Abstract

Reliable quantification of measurement uncertainty is a central requirement for statistical inference and evidence-based decision-making based on observational data. In many applied settings, observation errors are heterogeneous and driven by complex, partially unobserved conditions, while standard statistical practice often relies on homogeneous variance assumptions or coarse categorical groupings. Such simplifications can lead to misspecified stochastic models and overoptimistic assessments of precision.

This contribution presents a data-driven framework for identifying and modelling heterogeneous measurement uncertainty by integrating unsupervised learning into mixed-effects modelling. Auxiliary predictors describing individual observations are first explored using exploratory data analysis and unsupervised clustering in order to reveal latent measurement conditions that are not explicitly available in conventional metadata. Cluster memberships are then incorporated as random-effect design matrices in a linear mixed model, allowing the contribution of distinct observational regimes to measurement variability to be quantified via variance component estimation using restricted maximum likelihood. Uncertainty of the estimated components is assessed through likelihood-based inference and the associated Fisher information.

We test this framework on a high-precision geodetic leveling network. These data pose a significant modelling challenge because observations are not independent: they are linked through a complex network topology defined by the functional measurement model and are influenced by a wide range of geometric and environmental covariates. Model comparisons show that the inclusion of cluster-derived stochastic components substantially improves model adequacy relative to homogeneous variance formulations. The resulting heteroscedastic model produces better-behaved standardized residuals and reveals that classical least-squares adjustment tends to underestimate variability. In contrast, the proposed framework provides statistically rigorous and more realistic uncertainty bounds, avoiding the overoptimistic precision often induced by misspecified homogeneous models.

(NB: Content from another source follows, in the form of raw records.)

// Results from background tasks, applied on the UI loop.

use crate::illustration::PollOutcome;
use crate::poem::PoemView;
use crate::tui::types::{ApiHealth, App, Effect, Illustration, TuiMsg};

pub fn handle_tui_msg(app: &mut App, msg: TuiMsg) -> Option<Effect> {
    match msg {
        TuiMsg::Generated { seq, result } => {
            if seq != app.request_seq {
                tracing::debug!(seq, current = app.request_seq, "dropping stale generation");
                return None;
            }
            app.loading = false;
            match result {
                Ok(poem) => {
                    app.poem = Some(PoemView::from(&poem));
                    app.error = None;
                    app.scroll = 0;
                    app.status = if poem.title.trim().is_empty() {
                        "Poem ready.".to_string()
                    } else {
                        format!("Poem ready: {}", poem.title.trim())
                    };

                    if let Some(url) = poem.illustration_url {
                        app.illustration = Illustration::Ready { url: Some(url) };
                        return None;
                    }
                    let poem_id = poem.poem_id?;
                    app.illustration = Illustration::Pending {
                        poem_id: poem_id.clone(),
                    };
                    Some(Effect::PollIllustration { seq, poem_id })
                }
                Err(err) => {
                    tracing::warn!(error = %err, "generation failed");
                    app.error = Some(err.to_string());
                    app.status = "Generation failed.".to_string();
                    None
                }
            }
        }
        TuiMsg::Archive(res) => {
            app.archive.loading = false;
            match res {
                Ok(items) => {
                    app.archive.loaded = true;
                    app.archive.error = None;
                    let selected = app
                        .archive
                        .list_state
                        .selected()
                        .filter(|idx| *idx < items.len())
                        .or(if items.is_empty() { None } else { Some(0) });
                    app.archive.list_state.select(selected);
                    app.status = format!("Loaded {} archived poems", items.len());
                    app.archive.items = items;
                }
                Err(err) => {
                    tracing::warn!(error = %err, "archive load failed");
                    app.archive.error = Some(err.to_string());
                    app.status = "Failed loading archive.".to_string();
                }
            }
            None
        }
        TuiMsg::Illustration { seq, outcome } => {
            if seq != app.request_seq {
                return None;
            }
            app.illustration_poll = None;
            app.illustration = match outcome {
                PollOutcome::Ready(url) => {
                    app.status = "Illustration ready. Ctrl+O opens it.".to_string();
                    Illustration::Ready { url }
                }
                PollOutcome::Failed => Illustration::Unavailable,
                PollOutcome::Stopped(_) => Illustration::None,
            };
            None
        }
        TuiMsg::Health(res) => {
            app.api_health = match res {
                Ok(_) => ApiHealth::Online,
                Err(err) => {
                    tracing::info!(error = %err, "health check failed");
                    ApiHealth::Offline
                }
            };
            None
        }
    }
}
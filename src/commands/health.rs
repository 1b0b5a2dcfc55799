use crate::app::Runtime;
use crate::errors::CliError;

pub async fn handle(runtime: &Runtime) -> Result<(), CliError> {
    let api = runtime.api_client()?;
    let res = api.health().await?;
    runtime.output.print_verbose(&format!(
        "request_id={:?} elapsed_ms={}",
        res.request_id, res.elapsed_ms
    ));

    if runtime.output.json {
        runtime.output.print_json(&res.json)?;
        return Ok(());
    }

    let status = res
        .json
        .get("status")
        .and_then(|v| v.as_str())
        .unwrap_or("-");
    runtime.output.print_human(&format!("api: {}", api.base_url()));
    runtime.output.print_human(&format!("status: {status}"));
    Ok(())
}
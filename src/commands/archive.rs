use clap::Subcommand;
use serde_json::json;

use crate::app::Runtime;
use crate::errors::CliError;
use crate::poem::{ArchivedPoem, PoemView};

#[derive(Debug, Subcommand)]
pub enum ArchiveCommand {
    /// List archived poems
    List,
    /// Print one archived poem
    Show { id: String },
}

pub async fn handle(runtime: &Runtime, command: ArchiveCommand) -> Result<(), CliError> {
    let api = runtime.api_client()?;
    let poems = api.list_poems().await?;
    tracing::info!(count = poems.len(), "archive loaded");

    match command {
        ArchiveCommand::List => list(runtime, &poems),
        ArchiveCommand::Show { id } => show(runtime, &poems, &id),
    }
}

fn list(runtime: &Runtime, poems: &[ArchivedPoem]) -> Result<(), CliError> {
    if runtime.output.json {
        runtime.output.print_json(&json!({ "poems": poems }))?;
        return Ok(());
    }

    if poems.is_empty() {
        runtime.output.print_human("(archive is empty)");
        return Ok(());
    }

    let width = poems.iter().map(|p| p.id.len()).max().unwrap_or(0);
    for poem in poems {
        let title = if poem.title.trim().is_empty() {
            "Untitled"
        } else {
            poem.title.trim()
        };
        runtime
            .output
            .print_human(&format!("{:>width$}  {title}", poem.id));
    }
    Ok(())
}

fn show(runtime: &Runtime, poems: &[ArchivedPoem], id: &str) -> Result<(), CliError> {
    let poem = find_poem(poems, id)
        .ok_or_else(|| CliError::Usage(format!("No archived poem with id '{}'.", id.trim())))?;

    if runtime.output.json {
        runtime.output.print_json(poem)?;
    } else {
        runtime.output.print_poem(&PoemView::from(poem), false);
    }
    Ok(())
}

fn find_poem<'a>(poems: &'a [ArchivedPoem], id: &str) -> Option<&'a ArchivedPoem> {
    let id = id.trim();
    poems.iter().find(|p| p.id == id)
}

#[cfg(test)]
mod tests {
    use super::*;

    fn entry(id: &str) -> ArchivedPoem {
        ArchivedPoem {
            id: id.to_string(),
            title: format!("Poem {id}"),
            content: "verse".to_string(),
            signature: String::new(),
        }
    }

    #[test]
    fn find_matches_trimmed_id() {
        let poems = vec![entry("1"), entry("22")];
        assert_eq!(find_poem(&poems, " 22 ").map(|p| p.title.as_str()), Some("Poem 22"));
        assert!(find_poem(&poems, "3").is_none());
    }
}
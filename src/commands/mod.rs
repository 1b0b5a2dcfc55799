pub mod archive;
pub mod config;
pub mod generate;
pub mod health;
pub mod illustration;
pub mod tui;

Beyond improved model adequacy, the framework yields an interpretable decomposition of measurement uncertainty into data-driven components associated with distinct observational conditions. By combining unsupervised learning with classical likelihood-based inference, the proposed approach offers a practical and transferable strategy for improving uncertainty quantification in complex observational data, with relevance well beyond the specific application considered here.